Climate change presents a substantial threat to the conservation of wildlife diversity. Climate-related change in extinction risk varies by species, taxonomic group, and region, and species that are already at risk of extinction may be particularly vulnerable to the impacts of climate change. Species in mountainous regions and in wetland, riparian, and aquatic habitats, as well as species that are specialized, narrowly-distributed, or have limited movement capabilities, are likely to be particularly vulnerable to the effects of climate change. As winter temperatures warm, cold-blooded organisms, such as fish, reptiles, amphibians, and invertebrates, may extend their active seasons and require additional energy during winter months, when food resources are limited. Migratory species may be impacted by climate-driven mismatches between life history events and resource availability. Detailed information is not available for all SGCN, but climate-related declines have been observed or projected for multiple taxonomic groups and based on climate vulnerability analyses performed for the 295 vertebrate SGCN, fish and amphibians are especially vulnerable to climate change. Climate refugia analyses for New Mexico indicate that mountainous regions, especially in the Arizona/New Mexico Mountains and Southern Rocky Mountains ecoregions, are likely to help buffer birds and mammals against changing climate conditions. Similarly, portions of the Rio Grande and Pecos River valleys may help buffer amphibians and reptiles against climate change.

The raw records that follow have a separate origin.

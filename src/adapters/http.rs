//! HTTP client for the journal backend.
//!
//! Endpoints:
//! - POST /register       JSON `{username, password}`
//! - POST /token          form `{username, password}` → `{access_token}`
//! - POST /transcribe     multipart `file` → `{transcript}`
//! - POST /summarize      bearer, JSON `{transcript}` → `{summary, goal_alignment}`
//! - POST /search         bearer, JSON `{query_text}` → `{matches}`
//! - POST /setup-profile  bearer, JSON `{goals, principles}`

use async_trait::async_trait;
use reqwest::multipart::{Form, Part};
use reqwest::{header, Response, StatusCode};
use serde::de::DeserializeOwned;
use serde::{Deserialize, Serialize};
use tracing::debug;

use super::{AudioUpload, BackendError, JournalBackend};
use crate::domain::{Credential, ProfileSubmission, SearchResult, Summary};

/// Backend reached over HTTP
pub struct HttpBackend {
    /// Base URL without trailing slash
    base_url: String,
    /// HTTP client
    client: reqwest::Client,
}

#[derive(Debug, Serialize)]
struct RegisterRequest<'a> {
    username: &'a str,
    password: &'a str,
}

#[derive(Debug, Deserialize)]
struct TokenResponse {
    access_token: String,
}

#[derive(Debug, Deserialize)]
struct TranscribeResponse {
    transcript: String,
}

#[derive(Debug, Serialize)]
struct SummarizeRequest<'a> {
    transcript: &'a str,
}

#[derive(Debug, Deserialize)]
struct SummarizeResponse {
    summary: String,
    #[serde(default)]
    goal_alignment: Vec<String>,
}

#[derive(Debug, Serialize)]
struct SearchRequest<'a> {
    query_text: &'a str,
}

#[derive(Debug, Deserialize)]
struct SearchResponse {
    #[serde(default)]
    matches: Vec<SearchResult>,
}

impl HttpBackend {
    /// Create a client for the backend at `base_url`
    pub fn new(base_url: impl Into<String>) -> Self {
        let base_url = base_url.into().trim_end_matches('/').to_string();
        Self {
            base_url,
            client: reqwest::Client::new(),
        }
    }

    pub fn base_url(&self) -> &str {
        &self.base_url
    }

    /// Build endpoint URL
    fn endpoint(&self, path: &str) -> String {
        format!("{}/{}", self.base_url, path.trim_start_matches('/'))
    }

    /// Map non-2xx responses to errors
    async fn check(response: Response) -> Result<Response, BackendError> {
        let status = response.status();
        if status.is_success() {
            return Ok(response);
        }
        if status == StatusCode::UNAUTHORIZED {
            return Err(BackendError::Unauthorized);
        }

        let body = response.text().await.unwrap_or_default();
        Err(BackendError::Rejected {
            status: status.as_u16(),
            detail: error_detail(&body),
        })
    }

    async fn decode<T: DeserializeOwned>(response: Response) -> Result<T, BackendError> {
        let response = Self::check(response).await?;
        response
            .json()
            .await
            .map_err(|e| BackendError::Decode(e.to_string()))
    }
}

fn transport(err: reqwest::Error) -> BackendError {
    BackendError::Transport(err.to_string())
}

/// Pull a readable message out of an error body.
///
/// FastAPI-style bodies carry `{"detail": ...}` where detail is a string or a
/// list of validation errors; anything else is returned as raw text.
pub fn error_detail(body: &str) -> String {
    let parsed: Option<serde_json::Value> = serde_json::from_str(body).ok();
    match parsed.as_ref().and_then(|v| v.get("detail")) {
        Some(serde_json::Value::String(detail)) => detail.clone(),
        Some(serde_json::Value::Array(items)) => items
            .iter()
            .map(|item| {
                item.get("msg")
                    .and_then(|m| m.as_str())
                    .map(str::to_string)
                    .unwrap_or_else(|| item.to_string())
            })
            .collect::<Vec<_>>()
            .join("; "),
        Some(other) => other.to_string(),
        None => body.trim().to_string(),
    }
}

#[async_trait]
impl JournalBackend for HttpBackend {
    fn name(&self) -> &str {
        "http"
    }

    async fn register(&self, username: &str, password: &str) -> Result<(), BackendError> {
        let response = self
            .client
            .post(self.endpoint("register"))
            .json(&RegisterRequest { username, password })
            .send()
            .await
            .map_err(transport)?;

        Self::check(response).await?;
        Ok(())
    }

    async fn login(&self, username: &str, password: &str) -> Result<Credential, BackendError> {
        let response = self
            .client
            .post(self.endpoint("token"))
            .form(&[("username", username), ("password", password)])
            .send()
            .await
            .map_err(transport)?;

        let token: TokenResponse = Self::decode(response).await?;
        Ok(Credential::new(token.access_token))
    }

    async fn transcribe(&self, audio: AudioUpload) -> Result<String, BackendError> {
        debug!(
            file = %audio.file_name,
            bytes = audio.bytes.len(),
            "Uploading audio for transcription (endpoint is unauthenticated)"
        );

        let part = Part::bytes(audio.bytes)
            .file_name(audio.file_name)
            .mime_str(&audio.mime_type)
            .map_err(transport)?;
        let form = Form::new().part("file", part);

        let response = self
            .client
            .post(self.endpoint("transcribe"))
            .multipart(form)
            .send()
            .await
            .map_err(transport)?;

        let body: TranscribeResponse = Self::decode(response).await?;
        Ok(body.transcript)
    }

    async fn summarize(
        &self,
        credential: &Credential,
        transcript: &str,
    ) -> Result<Summary, BackendError> {
        let response = self
            .client
            .post(self.endpoint("summarize"))
            .header(header::AUTHORIZATION, credential.bearer())
            .json(&SummarizeRequest { transcript })
            .send()
            .await
            .map_err(transport)?;

        let body: SummarizeResponse = Self::decode(response).await?;
        Ok(Summary {
            text: body.summary,
            goal_alignment: body.goal_alignment,
        })
    }

    async fn search(
        &self,
        credential: &Credential,
        query: &str,
    ) -> Result<Vec<SearchResult>, BackendError> {
        let response = self
            .client
            .post(self.endpoint("search"))
            .header(header::AUTHORIZATION, credential.bearer())
            .json(&SearchRequest { query_text: query })
            .send()
            .await
            .map_err(transport)?;

        let body: SearchResponse = Self::decode(response).await?;
        Ok(body.matches)
    }

    async fn setup_profile(
        &self,
        credential: &Credential,
        profile: &ProfileSubmission,
    ) -> Result<(), BackendError> {
        let response = self
            .client
            .post(self.endpoint("setup-profile"))
            .header(header::AUTHORIZATION, credential.bearer())
            .json(profile)
            .send()
            .await
            .map_err(transport)?;

        Self::check(response).await?;
        Ok(())
    }
}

Climate change can aggravate current threats and produce new impacts, complicating the actions of conservation practitioners. Information on why a species is vulnerable to climate change can be used to direct management actions. General recommendations for coping with climate change include: 1) increase the robustness of SGCN populations by reducing pressures from factors other than climate change; 2) enhance the ability of natural systems to resist immediate effects of climate change; 3) use longer-term strategies that enhance species and ecosystem resilience to and adaptive capacity in the face of climate-related stressors (e.g., conservation of genetic diversity, protection of climate refugia); 4) accommodate future native species range shifts by maintaining connectivity between protected areas and future suitable habitats; 5) consider the timing of species management actions and perform them when conditions are most favorable for native species; 6) prepare for long-term conservation of SGCN to necessitate intensified efforts, innovative approaches, and flexibility; and 7) implement monitoring programs to assess population trends and evaluate success of climate-related management actions.

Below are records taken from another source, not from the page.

//! HTTP handlers
//!
//! - `health`: liveness probe (unauthenticated)
//! - `tenants`: tenant lifecycle endpoints behind the HMAC gate

pub mod health;
pub mod tenants;

pub use health::health_check;
pub use tenants::{TenantAction, create_tenant, not_found, tenant_action};
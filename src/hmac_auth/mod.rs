//! HMAC authentication for the internal service-to-service API.
//!
//! Callers sign every request with a pre-shared secret. The gate rejects a
//! request unless it carries a valid HMAC-SHA256 signature, a fresh
//! timestamp and (when nonce mode is on) a nonce that has not been seen
//! inside the clock-skew window.
//!
//! ## Components
//! - `headers`: header names and precondition check
//! - `credentials`: key id -> secret resolution
//! - `canonical`: canonical message construction
//! - `signature`: HMAC-SHA256 signing and constant-time verification
//! - `nonce_store`: replay detection store
//! - `verifier`: per-request verification sequence
//! - `middleware`: Axum gate in front of the tenant handlers
//! - `error`: rejection reasons

pub mod canonical;
pub mod credentials;
pub mod error;
pub mod headers;
pub mod middleware;
pub mod nonce_store;
pub mod signature;
pub mod verifier;

pub use canonical::CanonicalRequest;
pub use credentials::{CredentialStore, Secret};
pub use error::AuthError;
pub use headers::{SignedHeaders, extract_signed_headers};
pub use middleware::{AuthState, AuthenticatedCaller, authenticate, hmac_auth_middleware};
pub use nonce_store::{MemoryNonceStore, NonceStore, NonceStoreError, spawn_purge_task};
pub use signature::{SignedRequestHeaders, sign_request, verify_signature};
pub use verifier::{HmacVerifier, SignedRequest, VerifierSettings};
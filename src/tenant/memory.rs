//! In-memory tenant adapter.
//!
//! Keeps tenant state in a DashMap for local runs and integration tests.
//! Lifecycle transitions are not restricted here.

use async_trait::async_trait;
use chrono::{DateTime, Utc};
use dashmap::DashMap;
use dashmap::mapref::entry::Entry;
use serde::Serialize;
use serde_json::{Map, Value, json};

use super::adapter::{AdapterError, TenantAdapter};
use super::dto::{CreateTenantRequest, TenantActionRequest};

#[derive(Debug, Clone, Copy, PartialEq, Eq, Serialize)]
#[serde(rename_all = "snake_case")]
pub enum TenantStatus {
    Active,
    Warned,
    Suspended,
}

#[derive(Debug, Clone)]
pub struct TenantRecord {
    pub tenant_name: Option<String>,
    pub status: TenantStatus,
    pub created_at: DateTime<Utc>,
    pub updated_at: DateTime<Utc>,
    /// Reason given on the last lifecycle action
    pub last_reason: Option<String>,
}

#[derive(Default)]
pub struct InMemoryTenantAdapter {
    tenants: DashMap<String, TenantRecord>,
}

impl InMemoryTenantAdapter {
    pub fn new() -> Self {
        Self::default()
    }

    pub fn get(&self, tenant_uuid: &str) -> Option<TenantRecord> {
        self.tenants.get(tenant_uuid).map(|r| r.clone())
    }

    pub fn len(&self) -> usize {
        self.tenants.len()
    }

    pub fn is_empty(&self) -> bool {
        self.tenants.is_empty()
    }

    fn transition(
        &self,
        tenant_uuid: &str,
        status: TenantStatus,
        request: TenantActionRequest,
    ) -> Result<(), AdapterError> {
        let mut record = self
            .tenants
            .get_mut(tenant_uuid)
            .ok_or_else(|| AdapterError::TenantNotFound(tenant_uuid.to_string()))?;
        record.status = status;
        record.updated_at = Utc::now();
        record.last_reason = request.reason;
        tracing::info!(tenant_uuid, status = ?status, "tenant status changed");
        Ok(())
    }
}

#[async_trait]
impl TenantAdapter for InMemoryTenantAdapter {
    fn name(&self) -> &'static str {
        "memory"
    }

    async fn create_tenant(
        &self,
        request: CreateTenantRequest,
    ) -> Result<Map<String, Value>, AdapterError> {
        let now = Utc::now();
        match self.tenants.entry(request.tenant_uuid.clone()) {
            Entry::Occupied(_) => Err(AdapterError::TenantAlreadyExists(request.tenant_uuid)),
            Entry::Vacant(entry) => {
                entry.insert(TenantRecord {
                    tenant_name: request.tenant_name.clone(),
                    status: TenantStatus::Active,
                    created_at: now,
                    updated_at: now,
                    last_reason: None,
                });
                tracing::info!(tenant_uuid = %request.tenant_uuid, "tenant created");

                let mut fields = Map::new();
                fields.insert("tenant_uuid".into(), json!(request.tenant_uuid));
                fields.insert("tenant_status".into(), json!(TenantStatus::Active));
                fields.insert("created_at".into(), json!(now.to_rfc3339()));
                Ok(fields)
            }
        }
    }

    async fn warn_tenant(
        &self,
        tenant_uuid: &str,
        request: TenantActionRequest,
    ) -> Result<(), AdapterError> {
        self.transition(tenant_uuid, TenantStatus::Warned, request)
    }

    async fn suspend_tenant(
        &self,
        tenant_uuid: &str,
        request: TenantActionRequest,
    ) -> Result<(), AdapterError> {
        self.transition(tenant_uuid, TenantStatus::Suspended, request)
    }

    async fn activate_tenant(
        &self,
        tenant_uuid: &str,
        request: TenantActionRequest,
    ) -> Result<(), AdapterError> {
        self.transition(tenant_uuid, TenantStatus::Active, request)
    }
}
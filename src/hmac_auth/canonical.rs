//! Canonical message construction.
//!
//! Layout (all lengths are decimal byte counts):
//!
//! ```text
//! TG-HMAC-SHA256-V1\n
//! <len>:<METHOD>\n
//! <len>:<path>\n
//! <len>:<timestamp>\n
//! <len>:<nonce>\n        or   -\n   when no nonce is sent
//! <len>:<body>\n
//! ```
//!
//! Every field is length-prefixed, so two distinct field tuples can never
//! encode to the same bytes. An absent nonce is encoded as `-`, which cannot
//! start a length prefix, so "no nonce" and "empty nonce" never collide.

pub const CANONICAL_PREFIX: &[u8] = b"TG-HMAC-SHA256-V1\n";

const ABSENT_FIELD: &[u8] = b"-\n";

/// Fields that are covered by the signature.
#[derive(Debug, Clone, Copy, PartialEq, Eq)]
pub struct CanonicalRequest<'a> {
    pub method: &'a str,
    /// Request path. Anything from `?` onwards is ignored.
    pub path: &'a str,
    pub timestamp: &'a str,
    pub nonce: Option<&'a str>,
    /// Raw, unparsed request body.
    pub body: &'a [u8],
}

impl CanonicalRequest<'_> {
    /// Serialize into the exact byte sequence that is signed.
    pub fn to_bytes(&self) -> Vec<u8> {
        let method = self.method.to_ascii_uppercase();
        let path = self.path.split('?').next().unwrap_or_default();

        let mut buf = Vec::with_capacity(CANONICAL_PREFIX.len() + 64 + self.body.len());
        buf.extend_from_slice(CANONICAL_PREFIX);
        push_field(&mut buf, method.as_bytes());
        push_field(&mut buf, path.as_bytes());
        push_field(&mut buf, self.timestamp.as_bytes());
        match self.nonce {
            Some(nonce) => push_field(&mut buf, nonce.as_bytes()),
            None => buf.extend_from_slice(ABSENT_FIELD),
        }
        push_field(&mut buf, self.body);
        buf
    }
}

fn push_field(buf: &mut Vec<u8>, value: &[u8]) {
    buf.extend_from_slice(value.len().to_string().as_bytes());
    buf.push(b':');
    buf.extend_from_slice(value);
    buf.push(b'\n');
}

Conservation actions related to climate change in the SWAP focus on the following: 1) determining how climate change will affect SGCN, vegetation patterns, and community and ecosystem processes and dynamics; 2) identifying climate change or disturbance refugia; 3) implementing actions to mitigate the effects of climate change on SGCN and their habitats; 4) promoting the conservation and restoration of corridors that allow animals to move as climate conditions change; 5) developing recovery plans that consider future conditions for species and their habitats; 6) informing the public about the adverse impacts of climate change on SGCN and their habitats; and 7) monitoring SGCN to determine trends that correlate to ecosystem dynamics and habitat changes.